A 50 Years aGo Special – Goishi Day: Reflecting on the Stones We Cannot Play Again

Friday May 14, 2021

by Keith L. Arnold, hka, and Patrick Bannister

Burial mound for go stones
Burial mound for Go stones. The epitaph reads “Treasure is in your grasp.” Photo courtesy of Go Club.

On 14 May 1971, Goishi Day, the Kyōto Branch of Nihon Ki’in raised a burial mound for go stones and held the first Goishi Kuyō. Goishi Kuyō is a memorial service for broken Go stones, and also for the stones that were captured or died on the board that year. The attendees joined in a tournament in honor of the occasion. Rin Kaihō Hon’inbo, former Women’s Hon’inbo Inoue Minako, and that year’s Amateur Ladies’ Championship third place winner Sakaguchi Kaori attended the event, and Rin Hon’inbo gave commentaries for some of the day’s tournament games.

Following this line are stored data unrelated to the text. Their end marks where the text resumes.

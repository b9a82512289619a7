use chrono::{DateTime, NaiveDate, NaiveDateTime, SecondsFormat, Utc};
use serde::{Deserialize, Serialize};

use crate::category::Category;

/// Excerpt length used when a row has no stored excerpt.
pub const LIST_EXCERPT_CHARS: usize = 120;
/// Upper bound of a derived description, ellipsis included.
pub const DESCRIPTION_MAX_CHARS: usize = 160;
pub const DEFAULT_READ_TIME: &str = "3 min";
pub const DEFAULT_AUTHOR: &str = "Times Roman Staff";
pub const FALLBACK_IMAGE_URL: &str =
    "https://images.unsplash.com/photo-1504711434969-e33886168f5c?auto=format&fit=crop&q=80";
pub const DEFAULT_AUTHOR_IMAGE_URL: &str =
    "https://images.unsplash.com/photo-1472099645785-5658abf4ff4e?auto=format&fit=crop&q=80";

/// One row of the `articles` table as PostgREST returns it.
#[derive(Debug, Clone, Default, PartialEq, Serialize, Deserialize)]
pub struct ArticleRow {
    pub id: String,
    #[serde(default)]
    pub title: Option<String>,
    #[serde(default)]
    pub content: Option<String>,
    #[serde(default)]
    pub excerpt: Option<String>,
    #[serde(default)]
    pub category: Option<String>,
    #[serde(default)]
    pub date: Option<String>,
    #[serde(default)]
    pub author: Option<String>,
    #[serde(default)]
    pub author_image: Option<String>,
    #[serde(default)]
    pub author_bio: Option<String>,
    #[serde(default)]
    pub image_url: Option<String>,
    #[serde(default)]
    pub read_time: Option<String>,
    #[serde(default)]
    pub views: Option<i64>,
    #[serde(default)]
    pub likes: Option<i64>,
    #[serde(default)]
    pub created_at: Option<String>,
}

/// Normalized article used by every page.
#[derive(Debug, Clone, PartialEq, Serialize, Deserialize)]
pub struct Article {
    pub id: String,
    pub title: String,
    /// Stored excerpt, or the first [`LIST_EXCERPT_CHARS`] characters of the
    /// plain-text content when none was stored.
    pub excerpt: String,
    /// HTML fragment.
    pub content: String,
    pub category: String,
    pub date: String,
    pub author: String,
    pub author_image: Option<String>,
    pub author_bio: Option<String>,
    pub image_url: String,
    pub read_time: String,
    pub views: u64,
    pub likes: u64,
    /// `true` when the row carried its own excerpt.
    pub has_stored_excerpt: bool,
}

impl From<ArticleRow> for Article {
    fn from(row: ArticleRow) -> Self {
        let content = row.content.unwrap_or_default();
        let stored_excerpt = row
            .excerpt
            .map(|excerpt| excerpt.trim().to_string())
            .filter(|excerpt| !excerpt.is_empty());
        let has_stored_excerpt = stored_excerpt.is_some();
        let excerpt = stored_excerpt
            .unwrap_or_else(|| take_chars(&html_to_text(&content), LIST_EXCERPT_CHARS));

        Article {
            id: row.id,
            title: row.title.unwrap_or_default(),
            excerpt,
            content,
            category: row.category.unwrap_or_default(),
            date: row.date.unwrap_or_default(),
            author: non_blank(row.author).unwrap_or_else(|| DEFAULT_AUTHOR.to_string()),
            author_image: non_blank(row.author_image),
            author_bio: non_blank(row.author_bio),
            image_url: non_blank(row.image_url).unwrap_or_else(|| FALLBACK_IMAGE_URL.to_string()),
            read_time: non_blank(row.read_time).unwrap_or_else(|| DEFAULT_READ_TIME.to_string()),
            views: clamp_counter(row.views),
            likes: clamp_counter(row.likes),
            has_stored_excerpt,
        }
    }
}

impl Article {
    pub fn category(&self) -> Category {
        Category::parse(&self.category)
    }

    /// Description for social previews and the meta description tag.
    ///
    /// Stored excerpt when present, else the first paragraph of the content
    /// as plain text (at most [`DESCRIPTION_MAX_CHARS`]), else a sentence
    /// naming the title and category.
    pub fn description(&self) -> String {
        if self.has_stored_excerpt {
            return self.excerpt.clone();
        }
        match first_paragraph_text(&self.content) {
            Some(text) => truncate_with_ellipsis(&text, DESCRIPTION_MAX_CHARS),
            None => format!("Read about {} in our {} section.", self.title, self.category),
        }
    }

    /// `"3-5 min"` style label derived from the leading number of
    /// `read_time`. Returns the raw label when it has no usable number.
    pub fn read_time_range(&self) -> String {
        let digits: String = self
            .read_time
            .trim()
            .chars()
            .take_while(|c| c.is_ascii_digit())
            .collect();
        match digits.parse::<u32>().ok().and_then(|base| Some((base, base.checked_add(2)?))) {
            Some((low, high)) => format!("{}-{} min", low, high),
            None => self.read_time.clone(),
        }
    }

    pub fn author_bio_or_default(&self) -> String {
        self.author_bio
            .clone()
            .unwrap_or_else(|| format!("{} is a contributor at Times Roman.", self.author))
    }

    pub fn author_image_or_default(&self) -> String {
        self.author_image
            .clone()
            .unwrap_or_else(|| DEFAULT_AUTHOR_IMAGE_URL.to_string())
    }

    pub fn published_at(&self) -> Option<DateTime<Utc>> {
        parse_publication_date(&self.date)
    }

    /// RFC 3339 publication time for `article:published_time`; `now` when
    /// the date field cannot be parsed.
    pub fn published_time_iso(&self, now: DateTime<Utc>) -> String {
        self.published_at()
            .unwrap_or(now)
            .to_rfc3339_opts(SecondsFormat::Millis, true)
    }
}

fn non_blank(value: Option<String>) -> Option<String> {
    value.filter(|v| !v.trim().is_empty())
}

fn clamp_counter(value: Option<i64>) -> u64 {
    value.map(|v| v.max(0) as u64).unwrap_or(0)
}

/// Parse the human-readable `date` column.
///
/// Accepts RFC 3339 timestamps, ISO dates and the `April 14, 2025` /
/// `14 April 2025` / `04/14/2025` styles editors use.
pub fn parse_publication_date(raw: &str) -> Option<DateTime<Utc>> {
    let trimmed = raw.trim();
    if trimmed.is_empty() {
        return None;
    }
    if let Ok(parsed) = DateTime::parse_from_rfc3339(trimmed) {
        return Some(parsed.with_timezone(&Utc));
    }
    if let Ok(parsed) = NaiveDateTime::parse_from_str(trimmed, "%Y-%m-%d %H:%M:%S") {
        return Some(parsed.and_utc());
    }
    const DATE_FORMATS: [&str; 5] = ["%Y-%m-%d", "%B %d, %Y", "%B %d %Y", "%d %B %Y", "%m/%d/%Y"];
    DATE_FORMATS.iter().find_map(|format| {
        NaiveDate::parse_from_str(trimmed, format)
            .ok()
            .and_then(|date| date.and_hms_opt(0, 0, 0))
            .map(|datetime| datetime.and_utc())
    })
}

/// Plain text of the first `<p>` element, whitespace collapsed.
/// `None` when there is no paragraph or it holds no text.
pub fn first_paragraph_text(html: &str) -> Option<String> {
    let lower = html.to_ascii_lowercase();
    let mut cursor = 0;
    while let Some(offset) = lower[cursor..].find("<p") {
        let start = cursor + offset;
        let next = lower.as_bytes().get(start + 2).copied();
        if matches!(next, Some(b'>')) || next.is_some_and(|b| b.is_ascii_whitespace()) {
            let open_end = start + lower[start..].find('>')? + 1;
            let close = lower[open_end..]
                .find("</p>")
                .map(|idx| open_end + idx)
                .unwrap_or(lower.len());
            let text = html_to_text(&html[open_end..close]);
            return if text.is_empty() { None } else { Some(text) };
        }
        cursor = start + 2;
    }
    None
}

/// Strip every tag from an HTML fragment and decode the entities the
/// sanitizer re-escapes.
pub fn html_to_text(html: &str) -> String {
    let cleaned = ammonia::Builder::empty().clean(html).to_string();
    let decoded = cleaned
        .replace("&nbsp;", " ")
        .replace("&lt;", "<")
        .replace("&gt;", ">")
        .replace("&quot;", "\"")
        .replace("&#39;", "'")
        .replace("&amp;", "&");
    normalize_whitespace(&decoded)
}

pub fn normalize_whitespace(value: &str) -> String {
    value.split_whitespace().collect::<Vec<_>>().join(" ")
}

fn take_chars(value: &str, max_chars: usize) -> String {
    value.chars().take(max_chars).collect()
}

/// Cut `value` to at most `max_chars` characters, the last three being
/// `...` when anything was dropped.
pub fn truncate_with_ellipsis(value: &str, max_chars: usize) -> String {
    if value.chars().count() <= max_chars {
        return value.to_string();
    }
    let mut out = take_chars(value, max_chars.saturating_sub(3));
    out.push_str("...");
    out
}

/// Initials for the avatar fallback, e.g. `"Sarah Chen"` → `"SC"`.
pub fn author_initials(name: &str) -> String {
    name.split_whitespace()
        .filter_map(|part| part.chars().next())
        .flat_map(char::to_uppercase)
        .collect()
}

#[cfg(test)]
mod tests {
    use chrono::{TimeZone, Utc};

    use super::*;

    fn row(id: &str) -> ArticleRow {
        ArticleRow {
            id: id.to_string(),
            title: Some("Global Summit Addresses Climate Policy Reforms".into()),
            category: Some("Politics".into()),
            ..ArticleRow::default()
        }
    }

    #[test]
    fn missing_columns_get_defaults() {
        let article = Article::from(ArticleRow {
            views: Some(-4),
            ..row("pol-1")
        });
        assert_eq!(article.author, DEFAULT_AUTHOR);
        assert_eq!(article.read_time, DEFAULT_READ_TIME);
        assert_eq!(article.image_url, FALLBACK_IMAGE_URL);
        assert_eq!(article.views, 0);
        assert_eq!(article.likes, 0);
        assert!(article.excerpt.is_empty());
    }

    #[test]
    fn list_excerpt_falls_back_to_content_text() {
        let body = "word ".repeat(60);
        let article = Article::from(ArticleRow {
            content: Some(format!("<p>{}</p>", body)),
            excerpt: Some("   ".into()),
            ..row("pol-1")
        });
        assert!(!article.has_stored_excerpt);
        assert_eq!(article.excerpt.chars().count(), LIST_EXCERPT_CHARS);
        assert!(!article.excerpt.contains('<'));
    }

    #[test]
    fn description_prefers_stored_excerpt() {
        let article = Article::from(ArticleRow {
            excerpt: Some("Leaders meet in Geneva.".into()),
            content: Some("<p>Something else entirely.</p>".into()),
            ..row("pol-1")
        });
        assert_eq!(article.description(), "Leaders meet in Geneva.");
    }

    #[test]
    fn description_uses_first_paragraph_within_limit() {
        let long = "World leaders have convened this week in Geneva for the annual Climate Action \
                    Summit, where ambitious new targets for carbon emissions reduction by 2030 \
                    were the central focus of discussions.";
        let article = Article::from(ArticleRow {
            content: Some(format!("<h2>Intro</h2>\n<p class=\"lead\">{}</p><p>Second.</p>", long)),
            ..row("pol-1")
        });
        let description = article.description();
        assert!(description.chars().count() <= DESCRIPTION_MAX_CHARS);
        assert!(description.ends_with("..."));
        assert!(long.starts_with(description.trim_end_matches("...")));
    }

    #[test]
    fn short_paragraph_is_kept_verbatim() {
        let article = Article::from(ArticleRow {
            content: Some("<P>Rates &amp; <b>markets</b>   calm.</P>".into()),
            ..row("biz-1")
        });
        assert_eq!(article.description(), "Rates & markets calm.");
    }

    #[test]
    fn description_template_without_paragraphs() {
        let article = Article::from(ArticleRow {
            content: Some("<div>No paragraphs here</div><pre>code</pre>".into()),
            ..row("pol-1")
        });
        assert_eq!(
            article.description(),
            "Read about Global Summit Addresses Climate Policy Reforms in our Politics section."
        );
    }

    #[test]
    fn publication_dates_in_editor_formats() {
        let expected = Utc.with_ymd_and_hms(2025, 4, 14, 0, 0, 0).single();
        assert_eq!(parse_publication_date("April 14, 2025"), expected);
        assert_eq!(parse_publication_date("2025-04-14"), expected);
        assert_eq!(parse_publication_date("14 April 2025"), expected);
        assert_eq!(parse_publication_date("Apr 14, 2025"), expected);
        assert_eq!(parse_publication_date("yesterday"), None);
    }

    #[test]
    fn published_time_defaults_to_now() {
        let now = Utc.with_ymd_and_hms(2026, 1, 2, 3, 4, 5).single().unwrap_or_default();
        let article = Article::from(ArticleRow {
            date: Some("sometime soon".into()),
            ..row("pol-1")
        });
        assert_eq!(article.published_time_iso(now), "2026-01-02T03:04:05.000Z");

        let dated = Article::from(ArticleRow {
            date: Some("April 14, 2025".into()),
            ..row("pol-1")
        });
        assert_eq!(dated.published_time_iso(now), "2025-04-14T00:00:00.000Z");
    }

    #[test]
    fn read_time_range_and_initials() {
        let mut article = Article::from(row("pol-1"));
        article.read_time = "5 min".into();
        assert_eq!(article.read_time_range(), "5-7 min");
        article.read_time = "quick".into();
        assert_eq!(article.read_time_range(), "quick");
        article.read_time = "4294967295 min".into();
        assert_eq!(article.read_time_range(), "4294967295 min");
        article.read_time = "99999999999 min".into();
        assert_eq!(article.read_time_range(), "99999999999 min");
        assert_eq!(author_initials("Sarah Chen"), "SC");
        assert_eq!(author_initials("  "), "");
    }
}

The event had elements of a funeral – a burial mound where attendees offered flowers, and a Buddhist priest chanted sutras on behalf of the stones – but the tone wasn’t completely solemn. After all, stones that “die” on the go board are collected at the end of the game, soon to be played again. Broken stones – even from a cherished old set, rich with memories of games with your teacher and your friends – can’t be compared to a person. Hasegawa Kō, reporting on the event for Go Club magazine, characterized the Goishi Kuyō as “unusual” and “eccentric.” Goishi Day is a rhyming pun: May 14 = 5 14 = GO I SHI.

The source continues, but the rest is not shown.